Os refugiados ucranianos “ensinaram-nos a sorrir, rezar, partilhar e a não se queixar” (vídeo)

O Pe. Tiago contou no Facebook a operação que levou a paróquia da Ericeira até à Polónia para ajudar refugiados da guerra. Queriam ajudar 50 pessoas e trouxeram 101 refugiados.

Queridos amigos,

«Para onde é que eu vou, não sou cobarde
Não vou deixar a vida para mais tarde.
Ponho-me a andar para encontrar Vida.
Se não sei onde vou, ando à deriva!»

(Música dos campos de férias dos Gambozinos)

Chegados a Portugal, depois de 8 dias de missão, há tanto para contar e tanto para agradecer! 

É comovente ver como Deus é o Senhor e o protagonista desta Missão de Resgate dos Refugiados Ucranianos. Jesus já nos resgatou e continua a resgatar hoje e sempre, por meio da Igreja. É tão evidente que esta missão não foi obra nossa, mas d'Ele!

Recordo como esta missão começou. A interpelação da guerra e o desejo de paz levou-nos ao jejum e à vigília de oração na Quarta-Feira de Cinzas, na paróquia da Ericeira e da Carvoeira. Logo no dia seguinte, veio a chamada do meu amigo Miguel Serra a pedir que rezasse por ele, porque iria partir numa missão de resgate de refugiados ucranianos.

O Pe. Tiago e outros paroquianos em Estrasburgo a caminho da Polónia

Fiquei com uma enorme vontade de partir também.

Depois veio a conversa com uma paroquiana ucraniana que pediu ajuda para trazer os seus familiares para Portugal. Aqui as chamadas foram literais, pois o meu contacto foi disponibilizado nas redes sociais da comunidade ucraniana em Portugal através de Facebook e WhatsApp, de tal forma que durante o fim de semana de 5-6 março recebi mais de 70 chamadas de números desconhecidos.

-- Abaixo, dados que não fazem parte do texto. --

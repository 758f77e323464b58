/// Centralized platform-specific path computation
///
/// Provides consistent config locations across Windows, macOS, and Linux following
/// the XDG Base Directory specification on Unix-like systems, plus the lexical path
/// helpers used to key the dependency graph and to confine file reads to a project.
use std::path::{Component, Path, PathBuf};

/// Platform-agnostic path utilities
pub struct PlatformPaths;

impl PlatformPaths {
    /// Get the appropriate config directory for the current platform
    ///
    /// - Windows: %APPDATA%
    /// - macOS: ~/Library/Application Support
    /// - Linux/Unix: $XDG_CONFIG_HOME or ~/.config
    pub fn config_dir() -> PathBuf {
        if cfg!(target_os = "windows") {
            std::env::var("APPDATA")
                .map(PathBuf::from)
                .unwrap_or_else(|_| PathBuf::from("."))
        } else if cfg!(target_os = "macos") {
            std::env::var("HOME")
                .map(|home| PathBuf::from(home).join("Library/Application Support"))
                .unwrap_or_else(|_| PathBuf::from("."))
        } else {
            // Linux/Unix - follow XDG Base Directory specification
            std::env::var("XDG_CONFIG_HOME")
                .map(PathBuf::from)
                .or_else(|_| std::env::var("HOME").map(|home| PathBuf::from(home).join(".config")))
                .unwrap_or_else(|_| PathBuf::from("."))
        }
    }

    /// Get default project-specific config directory
    ///
    /// Returns: {config_dir}/deepfix
    pub fn project_config_dir() -> PathBuf {
        Self::config_dir().join("deepfix")
    }

    /// Get default config file path
    ///
    /// Returns: {config_dir}/deepfix/config.toml
    pub fn default_config_path() -> PathBuf {
        Self::project_config_dir().join("config.toml")
    }
}

/// Resolve `.` and `..` components without touching the filesystem
pub fn normalize_lexically(path: &Path) -> PathBuf {
    let mut out = PathBuf::new();
    for component in path.components() {
        match component {
            Component::CurDir => {}
            Component::ParentDir => {
                if !out.pop() {
                    out.push("..");
                }
            }
            other => out.push(other.as_os_str()),
        }
    }
    out
}

/// Canonical key for a file path: the real path when it exists, otherwise an
/// absolute, lexically normalized path
pub fn canonical_key(path: &Path) -> PathBuf {
    if let Ok(real) = path.canonicalize() {
        return real;
    }
    let absolute = if path.is_absolute() {
        path.to_path_buf()
    } else {
        std::env::current_dir()
            .map(|cwd| cwd.join(path))
            .unwrap_or_else(|_| path.to_path_buf())
    };
    normalize_lexically(&absolute)
}

/// Join `candidate` onto `root`, refusing anything that escapes the root
///
/// Absolute candidates are accepted only when they already live under the root.
pub fn confine_to_root(root: &Path, candidate: &str) -> Option<PathBuf> {
    let trimmed = candidate.trim();
    if trimmed.is_empty() {
        return None;
    }

    let root = canonical_key(root);
    let raw = Path::new(trimmed);
    let joined = if raw.is_absolute() {
        raw.to_path_buf()
    } else {
        root.join(raw)
    };

    let normalized = normalize_lexically(&joined);
    if !normalized.starts_with(&root) {
        return None;
    }

    // Symlinks may still point outside; check the resolved location when it exists
    match normalized.canonicalize() {
        Ok(real) if !real.starts_with(&root) => None,
        _ => Some(normalized),
    }
}

/// Render `path` relative to `root` with forward slashes, if it lives under it
pub fn relative_to(root: &Path, path: &Path) -> Option<String> {
    let root = canonical_key(root);
    let path = canonical_key(path);
    path.strip_prefix(&root)
        .ok()
        .map(|rel| rel.to_string_lossy().replace('\\', "/"))
}

#[cfg(test)]
mod tests {
    use super::*;
    use std::env;
    use tempfile::TempDir;

    #[test]
    fn test_config_dir_not_empty() {
        let dir = PlatformPaths::config_dir();
        assert!(!dir.as_os_str().is_empty());
    }

    #[test]
    fn test_default_config_path() {
        let path = PlatformPaths::default_config_path();
        assert!(path.to_string_lossy().contains("deepfix"));
        assert!(path.to_string_lossy().contains("config.toml"));
    }

    #[test]
    #[cfg(target_os = "linux")]
    fn test_config_dir_with_xdg_config_home() {
        let original = env::var("XDG_CONFIG_HOME").ok();

        unsafe {
            env::set_var("XDG_CONFIG_HOME", "/custom/config");
        }
        let dir = PlatformPaths::config_dir();
        assert_eq!(dir, PathBuf::from("/custom/config"));

        unsafe {
            match original {
                Some(val) => env::set_var("XDG_CONFIG_HOME", val),
                None => env::remove_var("XDG_CONFIG_HOME"),
            }
        }
    }

    #[test]
    fn test_normalize_lexically() {
        assert_eq!(
            normalize_lexically(Path::new("/a/b/../c/./d.py")),
            PathBuf::from("/a/c/d.py")
        );
        assert_eq!(normalize_lexically(Path::new("../x")), PathBuf::from("../x"));
    }

    #[test]
    fn test_canonical_key_missing_file_is_absolute() {
        let key = canonical_key(Path::new("does/not/exist.py"));
        assert!(key.is_absolute());
        assert!(key.ends_with("does/not/exist.py"));
    }

    #[test]
    fn test_confine_to_root_rejects_escapes() {
        let dir = TempDir::new().unwrap();
        std::fs::write(dir.path().join("app.py"), "x = 1\n").unwrap();

        assert!(confine_to_root(dir.path(), "app.py").is_some());
        assert!(confine_to_root(dir.path(), "./src/../app.py").is_some());
        assert!(confine_to_root(dir.path(), "../outside.py").is_none());
        assert!(confine_to_root(dir.path(), "/etc/passwd").is_none());
        assert!(confine_to_root(dir.path(), "  ").is_none());
    }

    #[test]
    fn test_confine_accepts_absolute_inside_root() {
        let dir = TempDir::new().unwrap();
        let file = dir.path().canonicalize().unwrap().join("main.go");
        std::fs::write(&file, "package main\n").unwrap();

        let confined = confine_to_root(dir.path(), &file.to_string_lossy()).unwrap();
        assert_eq!(confined, file);
    }

    #[test]
    fn test_relative_to() {
        let dir = TempDir::new().unwrap();
        std::fs::create_dir_all(dir.path().join("src")).unwrap();
        std::fs::write(dir.path().join("src/lib.rs"), "").unwrap();

        let rel = relative_to(dir.path(), &dir.path().join("src/lib.rs"));
        assert_eq!(rel.as_deref(), Some("src/lib.rs"));
        assert_eq!(relative_to(dir.path(), Path::new("/nowhere/x.rs")), None);
    }
}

Percebi que eram chamadas de irmãos ucranianos, mas não as pude atender, pelo que apenas devolvi quase todas as chamadas no Domingo à noite, com a ajuda preciosa dos voluntários do FAROL.

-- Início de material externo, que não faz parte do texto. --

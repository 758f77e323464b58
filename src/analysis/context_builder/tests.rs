use super::*;
use std::fs;
use tempfile::TempDir;

fn write(root: &Path, rel: &str, content: &str) -> PathBuf {
    let path = root.join(rel);
    if let Some(parent) = path.parent() {
        fs::create_dir_all(parent).unwrap();
    }
    fs::write(&path, content).unwrap();
    path
}

/// main.py calls into service.py, which imports models.py
fn python_project() -> TempDir {
    let tmp = TempDir::new().unwrap();
    let root = tmp.path();
    write(root, "main.py", "from service import run\n\n\ndef main():\n    run()\n");
    write(
        root,
        "service.py",
        "from models import User\n\n\ndef run():\n    user = User()\n    return user.name\n",
    );
    write(root, "models.py", "class User:\n    pass\n");
    tmp
}

fn python_log(root: &Path) -> String {
    format!(
        "Traceback (most recent call last):\n  File \"{}\", line 5, in main\n    run()\n  File \"{}\", line 6, in run\n    return user.name\nAttributeError: 'User' object has no attribute 'name'",
        root.join("main.py").display(),
        root.join("service.py").display()
    )
}

#[test]
fn test_primary_context_is_innermost_frame() {
    let tmp = python_project();
    let mut builder = ContextBuilder::new(tmp.path());
    let ctx = builder.build_analysis_context(&python_log(tmp.path()), None);

    assert!(ctx.primary_context.filepath.ends_with("service.py"));
    assert_eq!(ctx.primary_context.function_name.as_deref(), Some("run"));
    assert_eq!(ctx.primary_context.context_type, ContextType::Ast);
    assert_eq!(ctx.traceback_contexts.len(), 2);
    assert!(ctx.error_analysis.is_none());
}

#[test]
fn test_upstream_includes_imported_file_outside_traceback() {
    let tmp = python_project();
    let mut builder = ContextBuilder::new(tmp.path());
    let ctx = builder.build_analysis_context(&python_log(tmp.path()), None);

    let upstream = ctx.upstream_context.expect("upstream context");
    let files: Vec<&str> = upstream
        .file_contexts
        .iter()
        .map(|c| c.filepath.as_str())
        .collect();
    assert_eq!(files.len(), 1);
    assert!(files[0].ends_with("models.py"));
    assert_eq!(upstream.call_chain.len(), 2);
    assert!(upstream.dependency_summary.starts_with("Dependency Graph Summary:"));

    let service = ctx
        .traceback_contexts
        .iter()
        .find(|c| c.filepath.ends_with("service.py"))
        .unwrap();
    assert!(service.imports[0].resolved_path.is_some());
}

#[test]
fn test_upstream_respects_cap() {
    let tmp = python_project();
    let config = Config {
        context: crate::config::ContextConfig {
            max_upstream_files: 0,
            ..Default::default()
        },
        ..Default::default()
    };
    let mut builder = ContextBuilder::with_config(tmp.path(), &config, None);
    let ctx = builder.build_analysis_context(&python_log(tmp.path()), None);

    let upstream = ctx.upstream_context.expect("call chain keeps the section");
    assert!(upstream.file_contexts.is_empty());
}

#[test]
fn test_resolve_file_path_strategies() {
    let tmp = python_project();
    write(tmp.path(), "pkg/deep/handlers.py", "x = 1\n");
    write(tmp.path(), "node_modules/dep/skipped.js", "x\n");
    let builder = ContextBuilder::new(tmp.path());

    let absolute = tmp.path().join("main.py").display().to_string();
    assert_eq!(builder.resolve_file_path(&absolute), Some(tmp.path().join("main.py")));
    assert_eq!(builder.resolve_file_path("/models.py"), Some(tmp.path().join("models.py")));
    assert_eq!(
        builder.resolve_file_path("/srv/app/handlers.py"),
        Some(tmp.path().join("pkg/deep/handlers.py"))
    );
    assert_eq!(builder.resolve_file_path("/x/skipped.js"), None);
    assert_eq!(builder.resolve_file_path("/x/absent.py"), None);
}

#[test]
fn test_minimal_context_uses_relevant_files() {
    let tmp = python_project();
    write(tmp.path(), "routes/users.py", "def list_users():\n    return []\n");
    let mut builder = ContextBuilder::new(tmp.path());
    let ctx = builder.build_analysis_context("KeyError raised in users.py handler", None);

    let analysis = ctx.error_analysis.as_ref().unwrap();
    assert_eq!(analysis.error_category, "python_key");
    assert!(ctx.primary_context.filepath.ends_with("users.py"));
    assert_eq!(ctx.primary_context.line_number, 1);
    assert!(ctx.upstream_context.unwrap().dependency_summary.contains("Project Type:"));
}

#[test]
fn test_minimal_context_synthetic_primary() {
    let tmp = TempDir::new().unwrap();
    write(tmp.path(), "README.md", "# nothing to scan\n");
    let mut builder = ContextBuilder::new(tmp.path());
    let ctx = builder.build_analysis_context("everything is on fire", None);

    assert_eq!(ctx.primary_context.filepath, ERROR_LOG_PATH);
    assert_eq!(ctx.primary_context.context_type, ContextType::ErrorAnalysis);
    assert_eq!(ctx.primary_context.content, "everything is on fire");
    assert!(ctx.traceback_contexts.is_empty());
    assert!(ctx.upstream_context.is_none());

    let prompt = builder.context_for_prompt(&ctx, true, true, true);
    assert!(prompt.contains("(No specific file path in error)"));
    assert!(prompt.contains("Error Message:\neverything is on fire"));
}

#[test]
fn test_context_for_prompt_section_order() {
    let tmp = python_project();
    let mut builder = ContextBuilder::new(tmp.path());
    let ctx = builder.build_analysis_context(&python_log(tmp.path()), None);
    let prompt = builder.context_for_prompt(&ctx, true, true, true);

    let order = [
        "## PROJECT INFORMATION",
        "<ProjectStructure>",
        "## FILE TREE",
        "</ProjectStructure>",
        "## PRIMARY ERROR LOCATION",
        "## CALL STACK CONTEXT",
        "## UPSTREAM CONTEXT (for root cause analysis)",
    ];
    let positions: Vec<usize> = order.iter().map(|s| prompt.find(s).unwrap()).collect();
    assert!(positions.windows(2).all(|w| w[0] < w[1]));
    assert!(prompt.contains("Function: run"));

    let bare = builder.context_for_prompt(&ctx, false, false, false);
    assert!(bare.starts_with("## PRIMARY ERROR LOCATION"));
    assert!(!bare.contains("UPSTREAM CONTEXT"));
}

#[test]
fn test_file_tree_cached_per_builder() {
    let tmp = python_project();
    let builder = ContextBuilder::new(tmp.path());
    let first = builder.file_tree().to_string();
    write(tmp.path(), "late.py", "");
    assert_eq!(builder.file_tree(), first);
    assert!(!first.contains("late.py"));
}

#[test]
fn test_deep_context_checks_mentioned_files() {
    let tmp = TempDir::new().unwrap();
    write(tmp.path(), "server.js", "const express = require('express');\n");
    write(tmp.path(), "public/app.css", "body {}\n");
    let mut builder = ContextBuilder::new(tmp.path());

    let deep = builder.deep_context("Error: Cannot GET /public/index.html", None);
    assert!(deep.contains("- /public/index.html: MISSING"));
    assert!(deep.contains("### FILE: server.js"));
    assert!(deep.contains("- public/: app.css"));
    assert!(deep.contains("- static/: DOES NOT EXIST"));
}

Dessa ronda de chamadas, veio uma primeira lista de contactos e pedidos de transporte para Portugal.

Veio também a consciência da necessidade de uma resposta articulada e coordenada – obrigado à PAR e à associação We Help Ukraine – e a urgência da reação, perante o desespero de tantos e o perigo de tráfico humano, raptos e abusos. Foi o primeiro sinal.

Com a lista feita, veio a pergunta: «E agora, Senhor, que queres que eu faça?». Na oração, pedi um sinal. «Se o padre Miguel me falar da Polónia na meditação que está a pregar no retiro mensal, eu vou».

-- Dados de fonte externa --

//! Programming language detection from file extensions

use serde::{Deserialize, Serialize};
use std::fmt;
use std::path::Path;

/// Languages understood by the traceback matcher and parsers
#[derive(Debug, Clone, Copy, PartialEq, Eq, Hash, Serialize, Deserialize)]
#[serde(rename_all = "lowercase")]
pub enum Language {
    Python,
    JavaScript,
    TypeScript,
    Go,
    Rust,
    Java,
    C,
    Cpp,
    CSharp,
    Ruby,
    Php,
    Unknown,
}

impl Language {
    /// Every known language, in detection order
    pub const ALL: [Language; 11] = [
        Language::Python,
        Language::JavaScript,
        Language::TypeScript,
        Language::Go,
        Language::Rust,
        Language::Java,
        Language::C,
        Language::Cpp,
        Language::CSharp,
        Language::Ruby,
        Language::Php,
    ];

    /// Detect language from a file extension (with or without the leading dot)
    pub fn from_extension(extension: &str) -> Self {
        match extension.trim_start_matches('.').to_lowercase().as_str() {
            "py" | "pyw" | "pyi" => Language::Python,
            "js" | "mjs" | "cjs" | "jsx" => Language::JavaScript,
            "ts" | "tsx" | "mts" | "cts" => Language::TypeScript,
            "go" => Language::Go,
            "rs" => Language::Rust,
            "java" => Language::Java,
            "c" | "h" => Language::C,
            "cpp" | "cc" | "cxx" | "hpp" | "hxx" => Language::Cpp,
            "cs" => Language::CSharp,
            "rb" => Language::Ruby,
            "php" => Language::Php,
            _ => Language::Unknown,
        }
    }

    /// Detect language from a file path
    pub fn from_path(path: impl AsRef<Path>) -> Self {
        path.as_ref()
            .extension()
            .and_then(|ext| ext.to_str())
            .map(Self::from_extension)
            .unwrap_or(Language::Unknown)
    }

    /// Parse a user-supplied language name such as "python" or "c++"
    pub fn from_name(name: &str) -> Option<Self> {
        let lang = match name.trim().to_lowercase().as_str() {
            "python" | "py" => Language::Python,
            "javascript" | "js" | "node" => Language::JavaScript,
            "typescript" | "ts" => Language::TypeScript,
            "go" | "golang" => Language::Go,
            "rust" | "rs" => Language::Rust,
            "java" | "kotlin" => Language::Java,
            "c" => Language::C,
            "cpp" | "c++" => Language::Cpp,
            "csharp" | "c#" | "cs" => Language::CSharp,
            "ruby" | "rb" => Language::Ruby,
            "php" => Language::Php,
            "unknown" => Language::Unknown,
            _ => return None,
        };
        Some(lang)
    }

    /// Lowercase identifier used in prompts and serialized output
    pub fn as_str(&self) -> &'static str {
        match self {
            Language::Python => "python",
            Language::JavaScript => "javascript",
            Language::TypeScript => "typescript",
            Language::Go => "go",
            Language::Rust => "rust",
            Language::Java => "java",
            Language::C => "c",
            Language::Cpp => "cpp",
            Language::CSharp => "csharp",
            Language::Ruby => "ruby",
            Language::Php => "php",
            Language::Unknown => "unknown",
        }
    }

    pub fn is_unknown(&self) -> bool {
        matches!(self, Language::Unknown)
    }
}

impl fmt::Display for Language {
    fn fmt(&self, f: &mut fmt::Formatter<'_>) -> fmt::Result {
        f.write_str(self.as_str())
    }
}

#[cfg(test)]
mod tests {
    use super::*;

    #[test]
    fn test_from_extension_python() {
        assert_eq!(Language::from_extension("py"), Language::Python);
        assert_eq!(Language::from_extension(".pyi"), Language::Python);
        assert_eq!(Language::from_extension("PYW"), Language::Python);
    }

    #[test]
    fn test_from_extension_javascript_family() {
        for ext in ["js", "mjs", "cjs", "jsx"] {
            assert_eq!(Language::from_extension(ext), Language::JavaScript);
        }
        for ext in ["ts", "tsx", "mts", "cts"] {
            assert_eq!(Language::from_extension(ext), Language::TypeScript);
        }
    }

    #[test]
    fn test_from_extension_c_family() {
        assert_eq!(Language::from_extension("h"), Language::C);
        assert_eq!(Language::from_extension("hpp"), Language::Cpp);
        assert_eq!(Language::from_extension("cc"), Language::Cpp);
        assert_eq!(Language::from_extension("cs"), Language::CSharp);
    }

    #[test]
    fn test_from_extension_unknown() {
        assert_eq!(Language::from_extension("md"), Language::Unknown);
        assert_eq!(Language::from_extension(""), Language::Unknown);
    }

    #[test]
    fn test_from_path() {
        assert_eq!(Language::from_path("src/main.rs"), Language::Rust);
        assert_eq!(Language::from_path("/app/handlers/user.go"), Language::Go);
        assert_eq!(Language::from_path("Makefile"), Language::Unknown);
    }

    #[test]
    fn test_from_name() {
        assert_eq!(Language::from_name("Python"), Some(Language::Python));
        assert_eq!(Language::from_name("c++"), Some(Language::Cpp));
        assert_eq!(Language::from_name("cobol"), None);
    }

    #[test]
    fn test_display_and_serde_agree() {
        for lang in Language::ALL {
            let json = serde_json::to_string(&lang).unwrap();
            assert_eq!(json, format!("\"{}\"", lang));
        }
    }
}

Bom, é verdade que não falou exatamente da Polónia… mas por três vezes falou do Papa João Paulo II e isso serviu-me de sinal. Foi o segundo sinal.

Estava disponível para partir, se tivesse autorização do nosso Patriarca. Ao telefone, recebi essa autorização, se eu achasse mesmo que deveria ir.

O padre Jacinto, a Teresa, a Ana e a Fátima (obrigado aos quatro!) garantiam o normal funcionamento diário das Paróquias. Já só faltava tudo o resto…

Vieram então as graças em catadupa em poucas horas. São tantas e tão extraordinárias que fico arrepiado enquanto escrevo.

A Liga dos Bombeiros Portugueses partiu rumo à fronteira da Ucrânia com a Polónia para levar bens, mantimentos e ambulâncias

A vice-presidente Aldevina manifestou o interesse da Câmara Municipal de Mafra em apoiar esta missão, disponibilizando talvez um autocarro na comitiva e na logística da Liga dos Bombeiros Portugueses, que iria partir na 5.ª feira rumo à fronteira da Ucrânia com a Polónia para levar bens, mantimentos e ambulâncias.

A Cityrama, a quem tanta gratidão devemos, com a intercessão do José António Lufinha, amigo da minha família (obrigado!), cedeu rapidamente duas carrinhas de 9 lugares.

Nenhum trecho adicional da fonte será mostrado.